▶ **Entries shown**:
* * * * * * *
//! Tunnel requests for publicly reachable apps

use shipyard_cloud::TunnelRequest;
use shipyard_core::DeployConfig;

/// Tunnels hand requests to ingress-nginx, which routes by Host header
pub const INGRESS_ORIGIN: &str = "http://ingress-nginx-controller.ingress-nginx.svc.cluster.local:80";

/// One request per app with both a domain and a port
pub fn plan_tunnels(config: &DeployConfig) -> Vec<TunnelRequest> {
    let namer = config.namer();
    config
        .tunneled_apps()
        .filter_map(|(service, app)| {
            let domain = app.domain()?;
            Some(TunnelRequest {
                service_name: service.clone(),
                tunnel_name: namer.tunnel_name(service),
                hostname: app.hostname()?,
                domain: domain.to_string(),
                origin_url: INGRESS_ORIGIN.to_string(),
            })
        })
        .collect()
}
* * * * * * *
▶ **How to complete this task**: Copy out each line from the preceding entries that mentions the word "requests".

▶ **Answer area**:
//! Tunnel requests for publicly reachable apps
/// Tunnels hand requests to ingress-nginx, which routes by Host header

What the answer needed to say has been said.